-- Study material follows --

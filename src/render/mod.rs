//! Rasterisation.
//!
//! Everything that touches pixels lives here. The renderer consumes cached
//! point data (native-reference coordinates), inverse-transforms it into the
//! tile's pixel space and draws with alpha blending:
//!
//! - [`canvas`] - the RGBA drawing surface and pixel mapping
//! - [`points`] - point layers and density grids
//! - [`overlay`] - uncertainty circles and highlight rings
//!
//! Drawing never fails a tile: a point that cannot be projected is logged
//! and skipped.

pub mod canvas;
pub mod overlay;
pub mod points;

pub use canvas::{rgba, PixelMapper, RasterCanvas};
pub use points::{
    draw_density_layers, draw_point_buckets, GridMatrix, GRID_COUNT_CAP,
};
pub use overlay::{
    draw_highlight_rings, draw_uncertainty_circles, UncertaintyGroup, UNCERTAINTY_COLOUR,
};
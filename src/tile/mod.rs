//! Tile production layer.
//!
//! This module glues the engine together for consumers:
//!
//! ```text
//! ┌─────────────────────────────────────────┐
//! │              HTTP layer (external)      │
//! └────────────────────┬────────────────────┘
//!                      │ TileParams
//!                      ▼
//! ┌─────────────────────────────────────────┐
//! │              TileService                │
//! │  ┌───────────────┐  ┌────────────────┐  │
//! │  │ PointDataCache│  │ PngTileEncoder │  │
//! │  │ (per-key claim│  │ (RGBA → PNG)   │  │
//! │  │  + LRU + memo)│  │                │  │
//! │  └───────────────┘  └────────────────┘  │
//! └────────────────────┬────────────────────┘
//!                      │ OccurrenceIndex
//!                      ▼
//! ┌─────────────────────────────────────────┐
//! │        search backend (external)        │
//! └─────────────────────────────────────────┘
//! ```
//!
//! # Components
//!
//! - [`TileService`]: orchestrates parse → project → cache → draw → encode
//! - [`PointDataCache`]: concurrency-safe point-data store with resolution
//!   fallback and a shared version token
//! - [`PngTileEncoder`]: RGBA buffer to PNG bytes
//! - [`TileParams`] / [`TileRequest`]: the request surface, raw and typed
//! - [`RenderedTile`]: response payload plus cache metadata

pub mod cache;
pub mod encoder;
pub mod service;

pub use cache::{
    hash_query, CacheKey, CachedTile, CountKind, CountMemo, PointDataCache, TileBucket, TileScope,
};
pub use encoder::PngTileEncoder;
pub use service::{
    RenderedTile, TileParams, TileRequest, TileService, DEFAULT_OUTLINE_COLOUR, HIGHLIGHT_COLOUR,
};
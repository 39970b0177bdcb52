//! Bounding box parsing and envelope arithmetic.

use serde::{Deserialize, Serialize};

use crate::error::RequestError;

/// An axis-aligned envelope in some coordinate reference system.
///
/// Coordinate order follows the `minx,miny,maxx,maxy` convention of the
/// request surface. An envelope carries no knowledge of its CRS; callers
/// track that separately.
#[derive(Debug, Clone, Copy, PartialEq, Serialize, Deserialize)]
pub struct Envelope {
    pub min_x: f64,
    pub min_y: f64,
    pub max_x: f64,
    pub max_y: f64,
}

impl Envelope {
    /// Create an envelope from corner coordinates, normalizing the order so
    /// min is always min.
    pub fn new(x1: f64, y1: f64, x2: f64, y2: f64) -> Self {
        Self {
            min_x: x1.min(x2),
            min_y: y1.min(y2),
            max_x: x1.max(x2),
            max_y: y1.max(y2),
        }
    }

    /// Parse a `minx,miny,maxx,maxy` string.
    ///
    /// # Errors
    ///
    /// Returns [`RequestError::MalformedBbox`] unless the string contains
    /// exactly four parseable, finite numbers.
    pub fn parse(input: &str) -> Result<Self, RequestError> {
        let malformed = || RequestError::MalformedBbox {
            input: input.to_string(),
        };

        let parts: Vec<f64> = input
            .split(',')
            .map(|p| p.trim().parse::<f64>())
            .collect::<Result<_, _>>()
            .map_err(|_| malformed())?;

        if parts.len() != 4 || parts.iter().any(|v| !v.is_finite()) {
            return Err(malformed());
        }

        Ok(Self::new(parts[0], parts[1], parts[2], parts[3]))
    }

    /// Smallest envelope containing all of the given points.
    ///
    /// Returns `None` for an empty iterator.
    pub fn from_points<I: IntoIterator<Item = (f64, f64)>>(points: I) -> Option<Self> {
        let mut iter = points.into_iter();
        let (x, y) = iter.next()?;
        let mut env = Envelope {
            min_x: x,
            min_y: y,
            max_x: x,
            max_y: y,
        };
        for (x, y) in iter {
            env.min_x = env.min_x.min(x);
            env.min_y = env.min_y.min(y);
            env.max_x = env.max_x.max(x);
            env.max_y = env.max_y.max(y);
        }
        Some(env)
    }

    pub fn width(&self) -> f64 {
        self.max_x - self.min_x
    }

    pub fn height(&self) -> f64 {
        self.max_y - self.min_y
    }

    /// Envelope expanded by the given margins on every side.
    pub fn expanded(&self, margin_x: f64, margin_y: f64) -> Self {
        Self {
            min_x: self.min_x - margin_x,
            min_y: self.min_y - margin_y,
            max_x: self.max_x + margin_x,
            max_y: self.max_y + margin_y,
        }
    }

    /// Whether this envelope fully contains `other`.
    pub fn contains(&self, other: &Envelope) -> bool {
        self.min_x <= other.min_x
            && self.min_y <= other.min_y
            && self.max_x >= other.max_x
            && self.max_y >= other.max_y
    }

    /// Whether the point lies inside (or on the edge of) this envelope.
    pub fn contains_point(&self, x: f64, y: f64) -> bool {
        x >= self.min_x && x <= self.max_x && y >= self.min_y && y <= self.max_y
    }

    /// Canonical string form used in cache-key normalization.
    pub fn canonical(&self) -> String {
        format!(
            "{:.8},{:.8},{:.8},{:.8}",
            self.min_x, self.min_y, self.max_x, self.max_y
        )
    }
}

-- Study material concluded --

Task description: Copy down the material exactly as written.

Answer to the problem:
filename src/render/mod.rs
//! Rasterisation.
//!
//! Everything that touches pixels lives here. The renderer consumes cached
//! point data (native-reference coordinates), inverse-transforms it into the
//! tile's pixel space and draws with alpha blending:
//!
//! - [`canvas`] - the RGBA drawing surface and pixel mapping
//! - [`points`] - point layers and density grids
//! - [`overlay`] - uncertainty circles and highlight rings
//!
//! Drawing never fails a tile: a point that cannot be projected is logged
//! and skipped.

pub mod canvas;
pub mod overlay;
pub mod points;

pub use canvas::{rgba, PixelMapper, RasterCanvas};
pub use points::{
    draw_density_layers, draw_point_buckets, GridMatrix, GRID_COUNT_CAP,
};
pub use overlay::{
    draw_highlight_rings, draw_uncertainty_circles, UncertaintyGroup, UNCERTAINTY_COLOUR,
};
filename src/tile/mod.rs
//! Tile production layer.
//!
//! This module glues the engine together for consumers:
//!
//! ```text
//! ┌─────────────────────────────────────────┐
//! │              HTTP layer (external)      │
//! └────────────────────┬────────────────────┘
//!                      │ TileParams
//!                      ▼
//! ┌─────────────────────────────────────────┐
//! │              TileService                │
//! │  ┌───────────────┐  ┌────────────────┐  │
//! │  │ PointDataCache│  │ PngTileEncoder │  │
//! │  │ (per-key claim│  │ (RGBA → PNG)   │  │
//! │  │  + LRU + memo)│  │                │  │
//! │  └───────────────┘  └────────────────┘  │
//! └────────────────────┬────────────────────┘
//!                      │ OccurrenceIndex
//!                      ▼
//! ┌─────────────────────────────────────────┐
//! │        search backend (external)        │
//! └─────────────────────────────────────────┘
//! ```
//!
//! # Components
//!
//! - [`TileService`]: orchestrates parse → project → cache → draw → encode
//! - [`PointDataCache`]: concurrency-safe point-data store with resolution
//!   fallback and a shared version token
//! - [`PngTileEncoder`]: RGBA buffer to PNG bytes
//! - [`TileParams`] / [`TileRequest`]: the request surface, raw and typed
//! - [`RenderedTile`]: response payload plus cache metadata

pub mod cache;
pub mod encoder;
pub mod service;

pub use cache::{
    hash_query, CacheKey, CachedTile, CountKind, CountMemo, PointDataCache, TileBucket, TileScope,
};
pub use encoder::PngTileEncoder;
pub use service::{
    RenderedTile, TileParams, TileRequest, TileService, DEFAULT_OUTLINE_COLOUR, HIGHLIGHT_COLOUR,
};
repository 39970b0177bdcb52
//! Bounding box parsing and envelope arithmetic.

use serde::{Deserialize, Serialize};

use crate::error::RequestError;

/// An axis-aligned envelope in some coordinate reference system.
///
/// Coordinate order follows the `minx,miny,maxx,maxy` convention of the
/// request surface. An envelope carries no knowledge of its CRS; callers
/// track that separately.
#[derive(Debug, Clone, Copy, PartialEq, Serialize, Deserialize)]
pub struct Envelope {
    pub min_x: f64,
    pub min_y: f64,
    pub max_x: f64,
    pub max_y: f64,
}

impl Envelope {
    /// Create an envelope from corner coordinates, normalizing the order so
    /// min is always min.
    pub fn new(x1: f64, y1: f64, x2: f64, y2: f64) -> Self {
        Self {
            min_x: x1.min(x2),
            min_y: y1.min(y2),
            max_x: x1.max(x2),
            max_y: y1.max(y2),
        }
    }

    /// Parse a `minx,miny,maxx,maxy` string.
    ///
    /// # Errors
    ///
    /// Returns [`RequestError::MalformedBbox`] unless the string contains
    /// exactly four parseable, finite numbers.
    pub fn parse(input: &str) -> Result<Self, RequestError> {
        let malformed = || RequestError::MalformedBbox {
            input: input.to_string(),
        };

        let parts: Vec<f64> = input
            .split(',')
            .map(|p| p.trim().parse::<f64>())
            .collect::<Result<_, _>>()
            .map_err(|_| malformed())?;

        if parts.len() != 4 || parts.iter().any(|v| !v.is_finite()) {
            return Err(malformed());
        }

        Ok(Self::new(parts[0], parts[1], parts[2], parts[3]))
    }

    /// Smallest envelope containing all of the given points.
    ///
    /// Returns `None` for an empty iterator.
    pub fn from_points<I: IntoIterator<Item = (f64, f64)>>(points: I) -> Option<Self> {
        let mut iter = points.into_iter();
        let (x, y) = iter.next()?;
        let mut env = Envelope {
            min_x: x,
            min_y: y,
            max_x: x,
            max_y: y,
        };
        for (x, y) in iter {
            env.min_x = env.min_x.min(x);
            env.min_y = env.min_y.min(y);
            env.max_x = env.max_x.max(x);
            env.max_y = env.max_y.max(y);
        }
        Some(env)
    }

    pub fn width(&self) -> f64 {
        self.max_x - self.min_x
    }

    pub fn height(&self) -> f64 {
        self.max_y - self.min_y
    }

    /// Envelope expanded by the given margins on every side.
    pub fn expanded(&self, margin_x: f64, margin_y: f64) -> Self {
        Self {
            min_x: self.min_x - margin_x,
            min_y: self.min_y - margin_y,
            max_x: self.max_x + margin_x,
            max_y: self.max_y + margin_y,
        }
    }

    /// Whether this envelope fully contains `other`.
    pub fn contains(&self, other: &Envelope) -> bool {
        self.min_x <= other.min_x
            && self.min_y <= other.min_y
            && self.max_x >= other.max_x
            && self.max_y >= other.max_y
    }

    /// Whether the point lies inside (or on the edge of) this envelope.
    pub fn contains_point(&self, x: f64, y: f64) -> bool {
        x >= self.min_x && x <= self.max_x && y >= self.min_y && y <= self.max_y
    }

    /// Canonical string form used in cache-key normalization.
    pub fn canonical(&self) -> String {
        format!(
            "{:.8},{:.8},{:.8},{:.8}",
            self.min_x, self.min_y, self.max_x, self.max_y
        )
    }
}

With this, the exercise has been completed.